| Exercise prompt |
Each entry must be restated exactly as it appears.

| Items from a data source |
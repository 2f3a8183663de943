//! In-memory image catalog.
//!
//! Holds scenes as materialized rasters and evaluates the same lazy
//! expressions the remote service would. Used for offline runs over
//! pre-downloaded scenes and as the collaborator in tests.
//!
//! Images are evaluated on the native grid of the stored scenes; the grid
//! requested in [`ImageCatalog::materialize`] only selects the region.

use std::collections::HashMap;
use std::sync::atomic::{AtomicUsize, Ordering};

use async_trait::async_trait;
use chrono::NaiveDate;
use geo::Intersects;

use super::{CollectionFilter, CollectionHandle, GridSpec, ImageCatalog, ImageExpr, MapLayer};
use crate::error::{AnalysisError, Result};
use crate::model::VisParams;
use crate::raster::Raster;
use crate::region::RegionOfInterest;
use crate::severity::{BandPair, normalized_difference_raster};

/// A stored scene with its metadata.
#[derive(Debug, Clone)]
pub struct LocalScene {
    pub date: NaiveDate,
    pub footprint: RegionOfInterest,
    pub properties: HashMap<String, f64>,
    pub raster: Raster,
}

impl LocalScene {
    pub fn new(date: NaiveDate, footprint: RegionOfInterest, raster: Raster) -> Self {
        Self {
            date,
            footprint,
            properties: HashMap::new(),
            raster,
        }
    }

    pub fn with_property(mut self, name: &str, value: f64) -> Self {
        self.properties.insert(name.to_string(), value);
        self
    }

    fn matches(&self, filter: &CollectionFilter) -> bool {
        match filter {
            CollectionFilter::Bounds { region } => {
                self.footprint.polygon().intersects(region.polygon())
            }
            CollectionFilter::Date { start, end } => *start <= self.date && self.date < *end,
            // scenes missing the property never pass a comparison
            CollectionFilter::LessThan { property, value } => self
                .properties
                .get(property)
                .is_some_and(|v| v < value),
        }
    }
}

/// Scene collections keyed by collection id.
#[derive(Debug, Default)]
pub struct LocalCatalog {
    collections: HashMap<String, Vec<LocalScene>>,
    size_calls: AtomicUsize,
    materialize_calls: AtomicUsize,
}

impl LocalCatalog {
    pub fn new() -> Self {
        Self::default()
    }

    /// Add a scene to a collection.
    pub fn insert(&mut self, collection_id: &str, scene: LocalScene) {
        self.collections
            .entry(collection_id.to_string())
            .or_default()
            .push(scene);
    }

    /// Number of `size` round trips served so far.
    pub fn size_calls(&self) -> usize {
        self.size_calls.load(Ordering::Relaxed)
    }

    /// Number of `materialize` round trips served so far.
    pub fn materialize_calls(&self) -> usize {
        self.materialize_calls.load(Ordering::Relaxed)
    }

    fn scenes(&self, collection: &CollectionHandle) -> Vec<&LocalScene> {
        self.collections
            .get(collection.collection_id())
            .map(|scenes| {
                scenes
                    .iter()
                    .filter(|s| collection.filters().iter().all(|f| s.matches(f)))
                    .collect()
            })
            .unwrap_or_default()
    }

    /// Evaluate an expression on the stored scenes.
    pub fn evaluate(&self, image: &ImageExpr) -> Result<Raster> {
        match image {
            ImageExpr::Median(collection) => {
                let rasters: Vec<Raster> = self
                    .scenes(collection)
                    .into_iter()
                    .map(|s| s.raster.clone())
                    .collect();
                if rasters.is_empty() {
                    return Err(AnalysisError::remote(format!(
                        "collection {} is empty",
                        collection.collection_id()
                    )));
                }
                Raster::median(&rasters)
            }
            ImageExpr::Clip { image, region } => Ok(self.evaluate(image)?.clip(region)),
            ImageExpr::NormalizedDifference {
                image,
                band_a,
                band_b,
            } => {
                let bands = BandPair {
                    a: band_a.clone(),
                    b: band_b.clone(),
                };
                normalized_difference_raster(&self.evaluate(image)?, &bands)
            }
            ImageExpr::Subtract { left, right } => {
                let name = "difference";
                self.evaluate(left)?
                    .zip_first(&self.evaluate(right)?, name, |a, b| a - b)
            }
        }
    }
}

#[async_trait]
impl ImageCatalog for LocalCatalog {
    async fn size(&self, collection: &CollectionHandle) -> Result<u64> {
        self.size_calls.fetch_add(1, Ordering::Relaxed);
        Ok(self.scenes(collection).len() as u64)
    }

    async fn materialize(&self, image: &ImageExpr, grid: &GridSpec) -> Result<Raster> {
        self.materialize_calls.fetch_add(1, Ordering::Relaxed);
        Ok(self.evaluate(image)?.clip(&grid.region))
    }

    async fn map_id(&self, _image: &ImageExpr, name: &str, vis: &VisParams) -> Result<MapLayer> {
        Ok(MapLayer {
            name: name.to_string(),
            url_format: format!("local://{}/{{z}}/{{x}}/{{y}}", urlencoding::encode(name)),
            attribution: "local scenes".to_string(),
            vis: vis.clone(),
        })
    }
}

| Solution to this task |
repository 2f3a8183663de943
//! In-memory image catalog.
//!
//! Holds scenes as materialized rasters and evaluates the same lazy
//! expressions the remote service would. Used for offline runs over
//! pre-downloaded scenes and as the collaborator in tests.
//!
//! Images are evaluated on the native grid of the stored scenes; the grid
//! requested in [`ImageCatalog::materialize`] only selects the region.

use std::collections::HashMap;
use std::sync::atomic::{AtomicUsize, Ordering};

use async_trait::async_trait;
use chrono::NaiveDate;
use geo::Intersects;

use super::{CollectionFilter, CollectionHandle, GridSpec, ImageCatalog, ImageExpr, MapLayer};
use crate::error::{AnalysisError, Result};
use crate::model::VisParams;
use crate::raster::Raster;
use crate::region::RegionOfInterest;
use crate::severity::{BandPair, normalized_difference_raster};

/// A stored scene with its metadata.
#[derive(Debug, Clone)]
pub struct LocalScene {
    pub date: NaiveDate,
    pub footprint: RegionOfInterest,
    pub properties: HashMap<String, f64>,
    pub raster: Raster,
}

impl LocalScene {
    pub fn new(date: NaiveDate, footprint: RegionOfInterest, raster: Raster) -> Self {
        Self {
            date,
            footprint,
            properties: HashMap::new(),
            raster,
        }
    }

    pub fn with_property(mut self, name: &str, value: f64) -> Self {
        self.properties.insert(name.to_string(), value);
        self
    }

    fn matches(&self, filter: &CollectionFilter) -> bool {
        match filter {
            CollectionFilter::Bounds { region } => {
                self.footprint.polygon().intersects(region.polygon())
            }
            CollectionFilter::Date { start, end } => *start <= self.date && self.date < *end,
            // scenes missing the property never pass a comparison
            CollectionFilter::LessThan { property, value } => self
                .properties
                .get(property)
                .is_some_and(|v| v < value),
        }
    }
}

/// Scene collections keyed by collection id.
#[derive(Debug, Default)]
pub struct LocalCatalog {
    collections: HashMap<String, Vec<LocalScene>>,
    size_calls: AtomicUsize,
    materialize_calls: AtomicUsize,
}

impl LocalCatalog {
    pub fn new() -> Self {
        Self::default()
    }

    /// Add a scene to a collection.
    pub fn insert(&mut self, collection_id: &str, scene: LocalScene) {
        self.collections
            .entry(collection_id.to_string())
            .or_default()
            .push(scene);
    }

    /// Number of `size` round trips served so far.
    pub fn size_calls(&self) -> usize {
        self.size_calls.load(Ordering::Relaxed)
    }

    /// Number of `materialize` round trips served so far.
    pub fn materialize_calls(&self) -> usize {
        self.materialize_calls.load(Ordering::Relaxed)
    }

    fn scenes(&self, collection: &CollectionHandle) -> Vec<&LocalScene> {
        self.collections
            .get(collection.collection_id())
            .map(|scenes| {
                scenes
                    .iter()
                    .filter(|s| collection.filters().iter().all(|f| s.matches(f)))
                    .collect()
            })
            .unwrap_or_default()
    }

    /// Evaluate an expression on the stored scenes.
    pub fn evaluate(&self, image: &ImageExpr) -> Result<Raster> {
        match image {
            ImageExpr::Median(collection) => {
                let rasters: Vec<Raster> = self
                    .scenes(collection)
                    .into_iter()
                    .map(|s| s.raster.clone())
                    .collect();
                if rasters.is_empty() {
                    return Err(AnalysisError::remote(format!(
                        "collection {} is empty",
                        collection.collection_id()
                    )));
                }
                Raster::median(&rasters)
            }
            ImageExpr::Clip { image, region } => Ok(self.evaluate(image)?.clip(region)),
            ImageExpr::NormalizedDifference {
                image,
                band_a,
                band_b,
            } => {
                let bands = BandPair {
                    a: band_a.clone(),
                    b: band_b.clone(),
                };
                normalized_difference_raster(&self.evaluate(image)?, &bands)
            }
            ImageExpr::Subtract { left, right } => {
                let name = "difference";
                self.evaluate(left)?
                    .zip_first(&self.evaluate(right)?, name, |a, b| a - b)
            }
        }
    }
}

#[async_trait]
impl ImageCatalog for LocalCatalog {
    async fn size(&self, collection: &CollectionHandle) -> Result<u64> {
        self.size_calls.fetch_add(1, Ordering::Relaxed);
        Ok(self.scenes(collection).len() as u64)
    }

    async fn materialize(&self, image: &ImageExpr, grid: &GridSpec) -> Result<Raster> {
        self.materialize_calls.fetch_add(1, Ordering::Relaxed);
        Ok(self.evaluate(image)?.clip(&grid.region))
    }

    async fn map_id(&self, _image: &ImageExpr, name: &str, vis: &VisParams) -> Result<MapLayer> {
        Ok(MapLayer {
            name: name.to_string(),
            url_format: format!("local://{}/{{z}}/{{x}}/{{y}}", urlencoding::encode(name)),
            attribution: "local scenes".to_string(),
            vis: vis.clone(),
        })
    }
}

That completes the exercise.